*Given information*.
--- START ---

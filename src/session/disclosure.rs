// Per-message reasoning disclosure state
//
// Each assistant message that carried a reasoning segment gets one entry,
// initially hidden. Only an explicit user toggle mutates the shown flag;
// the parser and the lifecycle controller never touch it after registration.

use crate::session::MessageId;
use std::collections::HashMap;

#[derive(Debug, Clone)]
struct DisclosureEntry {
	shown: bool,
	reasoning: String,
}

#[derive(Debug, Default)]
pub struct DisclosureState {
	entries: HashMap<MessageId, DisclosureEntry>,
}

impl DisclosureState {
	pub fn new() -> Self {
		Self::default()
	}

	/// Register a message that carries reasoning. The entry starts hidden.
	/// Messages without reasoning are never registered.
	pub fn register(&mut self, id: MessageId, reasoning: String) {
		self.entries.insert(
			id,
			DisclosureEntry {
				shown: false,
				reasoning,
			},
		);
	}

	/// Flip hidden/shown for one message. Returns the new shown state;
	/// toggling a message without reasoning is a no-op returning false.
	pub fn toggle(&mut self, id: MessageId) -> bool {
		match self.entries.get_mut(&id) {
			Some(entry) => {
				entry.shown = !entry.shown;
				entry.shown
			}
			None => false,
		}
	}

	pub fn is_shown(&self, id: MessageId) -> bool {
		self.entries.get(&id).map(|e| e.shown).unwrap_or(false)
	}

	pub fn has_reasoning(&self, id: MessageId) -> bool {
		self.entries.contains_key(&id)
	}

	pub fn reasoning(&self, id: MessageId) -> Option<&str> {
		self.entries.get(&id).map(|e| e.reasoning.as_str())
	}
}
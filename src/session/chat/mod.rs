// Interactive chat loop

mod input;
mod markdown;

use crate::config::Config;
use crate::{log_error, log_info};
use crate::session::providers::ProviderFactory;
use crate::session::{ChatController, MessageId, SubmitOutcome};
use anyhow::Result;
use colored::Colorize;
use input::read_user_input;
use markdown::MarkdownRenderer;

/// Run an interactive conversation until the user exits.
pub async fn run_interactive_chat(config: &Config) -> Result<()> {
	let provider = ProviderFactory::create(&config.provider)?;
	log_info!(
		"Using provider {} with model {}",
		provider.name(),
		config.provider.model
	);
	let mut controller = ChatController::new(Some(&config.system_prompt), provider);
	let renderer = MarkdownRenderer::new();

	// Assistant messages that carry reasoning, in arrival order, so the user
	// can address them by ordinal with /think
	let mut reasoning_messages: Vec<MessageId> = Vec::new();

	print_banner(&config.provider.model);

	loop {
		let line = read_user_input()?;
		let line = line.trim();

		if line.is_empty() {
			continue;
		}

		if let Some(command) = line.strip_prefix('/') {
			if handle_command(command, &mut controller, &reasoning_messages, &renderer) {
				break;
			}
			continue;
		}

		// Input is only read while Idle, so this maps the lifecycle state
		// onto input enable/disable the way a GUI would
		println!("{}", "thinking…".bright_black());

		match controller.submit(line).await {
			Ok(SubmitOutcome::Replied {
				message_id,
				answer,
				reasoning,
			}) => {
				if answer.is_empty() {
					println!("{}", "(no answer text)".bright_black());
				} else {
					renderer.render(&answer);
				}
				if reasoning.is_some() {
					reasoning_messages.push(message_id);
					println!(
						"{}",
						format!(
							"reasoning available - /think to show it (message {})",
							reasoning_messages.len()
						)
						.bright_black()
					);
				}
			}
			Ok(SubmitOutcome::Ignored) => {}
			Err(e) => {
				// Transcript history survives a failed exchange; the user can
				// simply resubmit
				log_error!("Request failed: {}", e);
			}
		}
	}

	Ok(())
}

/// Handle one slash command. Returns true when the session should end.
fn handle_command(
	command: &str,
	controller: &mut ChatController,
	reasoning_messages: &[MessageId],
	renderer: &MarkdownRenderer,
) -> bool {
	let mut parts = command.split_whitespace();
	let name = parts.next().unwrap_or("");

	match name {
		"exit" | "quit" => return true,
		"help" => print_help(),
		"history" => show_history(controller, renderer),
		"think" => {
			let index = match parts.next() {
				Some(arg) => match arg.parse::<usize>() {
					Ok(n) if n >= 1 && n <= reasoning_messages.len() => n - 1,
					_ => {
						log_error!(
							"Usage: /think [1..{}]",
							reasoning_messages.len().max(1)
						);
						return false;
					}
				},
				None => match reasoning_messages.len().checked_sub(1) {
					Some(last) => last,
					None => {
						println!("{}", "No reasoning to show yet.".bright_black());
						return false;
					}
				},
			};

			let id = reasoning_messages[index];
			if controller.toggle_reasoning(id) {
				if let Some(reasoning) = controller.reasoning_for(id) {
					println!("{}", "─── reasoning ───".bright_black());
					println!("{}", reasoning.bright_black().italic());
					println!("{}", "─────────────────".bright_black());
				}
			} else {
				println!("{}", "Reasoning hidden again.".bright_black());
			}
		}
		_ => log_error!("Unknown command: /{}. Try /help", name),
	}

	false
}

fn show_history(controller: &ChatController, renderer: &MarkdownRenderer) {
	for turn in controller.turns() {
		match turn.role {
			crate::session::Role::System => continue,
			crate::session::Role::User => {
				println!("{} {}", "you:".bright_blue(), turn.content)
			}
			crate::session::Role::Assistant => {
				println!("{}", "assistant:".bright_green());
				renderer.render(&turn.content);
				if controller.is_reasoning_shown(turn.id) {
					if let Some(reasoning) = controller.reasoning_for(turn.id) {
						println!("{}", reasoning.bright_black().italic());
					}
				}
			}
		}
	}
}

fn print_banner(model: &str) {
	println!(
		"{} {}",
		"ruminate".bright_green().bold(),
		format!("({})", model).bright_black()
	);
	println!(
		"{}",
		"Type a message to chat, /help for commands.".bright_black()
	);
}

fn print_help() {
	println!("{}", "Commands:".bright_cyan());
	println!("  /think [N]   toggle the reasoning block of the Nth reply (default: latest)");
	println!("  /history     redisplay the conversation");
	println!("  /help        show this help");
	println!("  /exit        leave the session (also /quit or Ctrl+D)");
}
#![cfg_attr(docsrs, feature(doc_cfg))]
//! `fedsum-server` provides the coordinator of the secure sum protocol.
//!
//! The coordinator never sees an individual update. It
//! - forms parties of a fixed size out of enrolling participants and introduces their members to
//!   each other,
//! - relays encrypted pieces between members without being able to open them,
//! - collects the plaintext partial sums of a party and, once all of them arrived, folds their
//!   average into a new version of the model.
//!
//! The crate is organized as follows:
//! - [`coordinator`]: the single task owning the parties and the model history,
//! - [`services`]: the translation of connection messages into coordinator requests,
//! - [`api`]: the websocket endpoint,
//! - [`settings`]: configuration loading.
//!
//! The `coordinator` binary wires these together, see `configs/config.toml` for an example
//! configuration.

pub mod api;
pub mod coordinator;
pub mod services;
pub mod settings;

--- END ---

*What you should do*. Your reply should hold every line from the data that contains "bool", copied in full.

*Final answer*.
	shown: bool,
	pub fn toggle(&mut self, id: MessageId) -> bool {
	pub fn is_shown(&self, id: MessageId) -> bool {
	pub fn has_reasoning(&self, id: MessageId) -> bool {
) -> bool {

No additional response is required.